▶ _Problem to work on_:
Across these entries, work out how many lines carry the string "transport", and give only that number.

_ _ _

//! Public ingress: accepts agent tunnel connections on one port and inbound
//! HTTP on another, routing each HTTP request over a fresh tunnel sub-stream.

use std::net::SocketAddr;
use std::path::PathBuf;
use std::sync::Arc;
use std::time::Duration;

use anyhow::{bail, Context, Result};
use bytes::Bytes;
use futures::io::AsyncWriteExt;
use http::header::{CONTENT_LENGTH, CONTENT_TYPE, HOST, TRANSFER_ENCODING};
use http::StatusCode;
use http_body_util::{BodyExt, Full};
use hyper::server::conn::http1;
use hyper::service::service_fn;
use hyper::{body::Incoming, Request, Response};
use tokio::net::{TcpListener, TcpStream};
use tokio::time::timeout;
use tracing::{debug, error, info, warn};

use crate::config;
use crate::framing::{read_frame, write_frame};
use crate::hostname;
use crate::mux::{IncomingStreams, MuxSession, SubStream};
use crate::protocol::{AuthRequest, AuthResponse};
use crate::registry::{RegistryError, TunnelEntry, TunnelRegistry};
use crate::relay;
use crate::validator::TokenValidator;

type BoxBody = http_body_util::combinators::BoxBody<Bytes, hyper::Error>;

/// Covers AWAIT-AUTH-STREAM through REPLY for a freshly accepted agent.
const HANDSHAKE_TIMEOUT: Duration = Duration::from_secs(30);
/// Deadline for pushing one framed request into the tunnel.
const RELAY_WRITE_TIMEOUT: Duration = Duration::from_secs(60);
/// Deadline for the agent's framed response.
const RELAY_READ_TIMEOUT: Duration = Duration::from_secs(60);
/// Bound on AUTO hostname allocation retries before the handshake fails.
const MAX_HOSTNAME_ATTEMPTS: usize = 32;

const FALLBACK_ERROR_PAGE: &str = "<!DOCTYPE html>\n<html>\n<head><title>Tunnel not connected</title></head>\n<body><h1>503</h1><p>No tunnel is connected for this hostname.</p></body>\n</html>\n";

#[derive(Debug, Clone)]
pub struct IngressConfig {
    pub tunnel_bind: SocketAddr,
    pub http_bind: SocketAddr,
    /// Dot-prefixed domain appended to generated hostnames.
    pub hostname_suffix: String,
    /// HTML file served with 503 when no tunnel matches the Host header.
    pub error_page: PathBuf,
}

impl Default for IngressConfig {
    fn default() -> Self {
        Self {
            tunnel_bind: ([0, 0, 0, 0], 9000).into(),
            http_bind: ([0, 0, 0, 0], 8080).into(),
            hostname_suffix: hostname::DEFAULT_SUFFIX.to_string(),
            error_page: PathBuf::from("static/error.html"),
        }
    }
}

pub struct IngressState {
    pub registry: TunnelRegistry,
    pub validator: TokenValidator,
    pub hostname_suffix: String,
    pub error_page: PathBuf,
}

impl IngressState {
    pub fn new(cfg: &IngressConfig, validator: TokenValidator) -> Self {
        Self {
            registry: TunnelRegistry::new(),
            validator,
            hostname_suffix: cfg.hostname_suffix.clone(),
            error_page: cfg.error_page.clone(),
        }
    }
}

/// Runs both ingress listeners until interrupted.
pub async fn run_server(cfg: IngressConfig) -> Result<()> {
    let state = Arc::new(IngressState::new(&cfg, TokenValidator::from_env()));

    let tunnel_listener = TcpListener::bind(cfg.tunnel_bind)
        .await
        .with_context(|| format!("failed to bind tunnel listener on {}", cfg.tunnel_bind))?;
    let http_listener = TcpListener::bind(cfg.http_bind)
        .await
        .with_context(|| format!("failed to bind HTTP listener on {}", cfg.http_bind))?;

    if config::dev_mode() {
        info!("HTTP ingress (dev mode) on {}", cfg.http_bind);
    } else {
        info!(
            "HTTP ingress on {} (TLS terminated by upstream reverse proxy)",
            cfg.http_bind
        );
    }

    tokio::select! {
        res = serve_tunnel(tunnel_listener, state.clone()) => res,
        res = serve_http(http_listener, state) => res,
        res = tokio::signal::ctrl_c() => {
            info!("shutting down ingress");
            res.map_err(Into::into)
        }
    }
}

/// Accept loop for agent transport connections; one task per agent.
pub async fn serve_tunnel(listener: TcpListener, state: Arc<IngressState>) -> Result<()> {
    info!(
        "listening for tunnel agents on {}",
        listener.local_addr().context("tunnel listener address")?
    );
    loop {
        let (conn, peer) = listener.accept().await.context("tunnel accept failed")?;
        let state = state.clone();
        tokio::spawn(handle_agent(conn, peer, state));
    }
}

/// Per-agent state machine: mux the transport, authenticate over the first
/// sub-stream, install into the registry, then park until the session dies.
async fn handle_agent(conn: TcpStream, peer: SocketAddr, state: Arc<IngressState>) {
    debug!("agent connection from {peer}");
    let (session, mut incoming) = MuxSession::server(conn);

    let hostname = match timeout(
        HANDSHAKE_TIMEOUT,
        authenticate(&mut incoming, &session, &state),
    )
    .await
    {
        Ok(Ok(hostname)) => hostname,
        Ok(Err(err)) => {
            warn!("agent {peer} rejected: {err:#}");
            session.close();
            return;
        }
        Err(_) => {
            warn!("agent {peer} handshake timed out");
            session.close();
            return;
        }
    };
    // Agents never open sub-streams after auth; any that arrive are dropped.
    drop(incoming);

    info!("agent for '{hostname}' connected from {peer}");
    session.closed().await;
    state.registry.remove(&hostname).await;
}

/// Runs the auth exchange on the agent's first sub-stream and reserves the
/// assigned hostname in the registry. On error the caller closes the session;
/// a reason frame has already been sent where the protocol calls for one.
async fn authenticate(
    incoming: &mut IncomingStreams,
    session: &MuxSession,
    state: &IngressState,
) -> Result<String> {
    let mut stream = incoming
        .next()
        .await
        .context("session closed before auth stream")?;
    let payload = read_frame(&mut stream)
        .await
        .context("failed to read auth frame")?;
    let request = AuthRequest::decode(&payload);

    if !state.validator.is_valid(&request.token).await {
        reject(&mut stream, "Invalid token").await;
        bail!("invalid token");
    }

    let assigned = if request.wants_auto() {
        match allocate_hostname(state, session, || hostname::generate(&state.hostname_suffix)).await
        {
            Some(assigned) => assigned,
            None => {
                reject(&mut stream, "No hostnames available").await;
                bail!("hostname space exhausted");
            }
        }
    } else {
        let requested = request.hostname;
        let entry = TunnelEntry::new(requested.clone(), session.clone());
        match state.registry.add(entry).await {
            Ok(()) => requested,
            Err(RegistryError::HostnameTaken(_)) => {
                reject(&mut stream, "Hostname is not available").await;
                bail!("requested hostname '{requested}' is taken");
            }
        }
    };

    let reply = AuthResponse::Ok(assigned.clone()).encode();
    if let Err(err) = write_frame(&mut stream, &reply).await {
        // Roll the reservation back; the agent never learned the name.
        state.registry.remove(&assigned).await;
        return Err(err).context("failed to write auth response");
    }
    let _ = stream.close().await;
    Ok(assigned)
}

/// Generates hostnames until one inserts cleanly, bounded so a full registry
/// terminates the handshake instead of looping forever.
async fn allocate_hostname<F>(
    state: &IngressState,
    session: &MuxSession,
    mut generate: F,
) -> Option<String>
where
    F: FnMut() -> String,
{
    for _ in 0..MAX_HOSTNAME_ATTEMPTS {
        let candidate = generate();
        let entry = TunnelEntry::new(candidate.clone(), session.clone());
        match state.registry.add(entry).await {
            Ok(()) => return Some(candidate),
            Err(RegistryError::HostnameTaken(_)) => continue,
        }
    }
    None
}

async fn reject(stream: &mut SubStream, reason: &str) {
    let frame = AuthResponse::Fail(reason.to_string()).encode();
    if let Err(err) = write_frame(stream, &frame).await {
        debug!("failed to send auth rejection: {err}");
    }
    let _ = stream.close().await;
}

/// Accept loop for inbound HTTP connections.
pub async fn serve_http(listener: TcpListener, state: Arc<IngressState>) -> Result<()> {
    info!(
        "HTTP ingress listening on {}",
        listener.local_addr().context("http listener address")?
    );
    loop {
        let (conn, peer) = listener.accept().await.context("http accept failed")?;
        let state = state.clone();
        tokio::spawn(async move {
            let service = service_fn(move |req| handle_http_request(state.clone(), peer, req));
            if let Err(err) = http1::Builder::new()
                .serve_connection(hyper_util::rt::TokioIo::new(conn), service)
                .await
            {
                debug!("http connection error from {peer}: {err}");
            }
        });
    }
}

/// Routes one inbound HTTP request over the matching tunnel.
async fn handle_http_request(
    state: Arc<IngressState>,
    peer: SocketAddr,
    req: Request<Incoming>,
) -> Result<Response<BoxBody>> {
    let host = req
        .headers()
        .get(HOST)
        .and_then(|value| value.to_str().ok())
        .map(host_only)
        .filter(|host| !host.is_empty())
        .map(str::to_string);
    let Some(target_host) = host else {
        return Ok(plain_response(StatusCode::BAD_REQUEST, "Missing Host header"));
    };

    if !req.uri().path().contains(relay::NOISE_PATH_MARKER) {
        info!(
            "request: {} {} (host {target_host}, from {peer})",
            req.method(),
            req.uri().path()
        );
    }

    let Some(entry) = state.registry.get(&target_host).await else {
        return Ok(error_page_response(&state).await);
    };

    let mut stream = match entry.session.open_stream().await {
        Ok(stream) => stream,
        Err(err) => {
            error!("failed to open tunnel stream for '{target_host}': {err}");
            return Ok(plain_response(
                StatusCode::BAD_GATEWAY,
                "Tunnel stream open failed",
            ));
        }
    };

    let (parts, body) = req.into_parts();
    let body = body.collect().await?.to_bytes();
    let mut headers = parts.headers;
    relay::append_forwarded_for(&mut headers, peer.ip());
    let target = parts
        .uri
        .path_and_query()
        .map(|pq| pq.as_str())
        .unwrap_or("/");
    let frame = relay::encode_request(&parts.method, target, &headers, &body);

    match timeout(RELAY_WRITE_TIMEOUT, write_frame(&mut stream, &frame)).await {
        Ok(Ok(())) => {}
        Ok(Err(err)) => {
            error!("failed to write to tunnel stream for '{target_host}': {err}");
            return Ok(plain_response(StatusCode::BAD_GATEWAY, "Tunnel write failed"));
        }
        Err(_) => {
            error!("tunnel write deadline expired for '{target_host}'");
            return Ok(plain_response(StatusCode::BAD_GATEWAY, "Tunnel write failed"));
        }
    }

    let payload = match timeout(RELAY_READ_TIMEOUT, read_frame(&mut stream)).await {
        Ok(Ok(payload)) => payload,
        Ok(Err(err)) => {
            error!("failed to read from tunnel stream for '{target_host}': {err}");
            return Ok(plain_response(
                StatusCode::BAD_GATEWAY,
                "Tunnel response failed",
            ));
        }
        Err(_) => {
            error!("tunnel read deadline expired for '{target_host}'");
            return Ok(plain_response(
                StatusCode::BAD_GATEWAY,
                "Tunnel response failed",
            ));
        }
    };
    let _ = stream.close().await;

    let relayed = match relay::decode_response(&payload) {
        Ok(relayed) => relayed,
        Err(err) => {
            error!("malformed tunnel response for '{target_host}': {err}");
            return Ok(plain_response(
                StatusCode::BAD_GATEWAY,
                "Tunnel response failed",
            ));
        }
    };

    let mut builder = Response::builder().status(relayed.status);
    for (name, value) in &relayed.headers {
        // hyper recomputes framing headers for the exact-length body.
        if *name == CONTENT_LENGTH || *name == TRANSFER_ENCODING {
            continue;
        }
        builder = builder.header(name, value);
    }
    Ok(builder.body(full_body(relayed.body)).unwrap())
}

/// Host header minus any `:port` suffix.
fn host_only(host: &str) -> &str {
    host.split(':').next().unwrap_or(host)
}

async fn error_page_response(state: &IngressState) -> Response<BoxBody> {
    let body = match tokio::fs::read(&state.error_page).await {
        Ok(bytes) => Bytes::from(bytes),
        Err(_) => Bytes::from_static(FALLBACK_ERROR_PAGE.as_bytes()),
    };
    Response::builder()
        .status(StatusCode::SERVICE_UNAVAILABLE)
        .header(CONTENT_TYPE, "text/html; charset=utf-8")
        .body(full_body(body))
        .unwrap()
}

fn plain_response(status: StatusCode, message: &'static str) -> Response<BoxBody> {
    Response::builder()
        .status(status)
        .header(CONTENT_TYPE, "text/plain; charset=utf-8")
        .body(full_body(message))
        .unwrap()
}

fn full_body(data: impl Into<Bytes>) -> BoxBody {
    Full::new(data.into())
        .map_err(|never| match never {})
        .boxed()
}

#[cfg(test)]
mod tests {
    use super::*;

    #[test]
    fn host_only_strips_port() {
        assert_eq!(host_only("red-fox-1.n.sbn.lol:8080"), "red-fox-1.n.sbn.lol");
        assert_eq!(host_only("red-fox-1.n.sbn.lol"), "red-fox-1.n.sbn.lol");
        assert_eq!(host_only(""), "");
    }

    #[tokio::test]
    async fn hostname_allocation_terminates_when_names_are_exhausted() {
        let cfg = IngressConfig {
            hostname_suffix: ".test.example".into(),
            ..IngressConfig::default()
        };
        let state = IngressState::new(&cfg, TokenValidator::new(None, Duration::from_secs(1)));
        let (a, _b) = tokio::io::duplex(4096);
        let (session, _incoming) = MuxSession::server(a);

        state
            .registry
            .add(TunnelEntry::new("stuck.test.example", session.clone()))
            .await
            .unwrap();

        // Every candidate collides; the loop must give up, not spin.
        let assigned =
            allocate_hostname(&state, &session, || "stuck.test.example".to_string()).await;
        assert!(assigned.is_none());
    }
}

_ _ _

▶ _Task output_:
2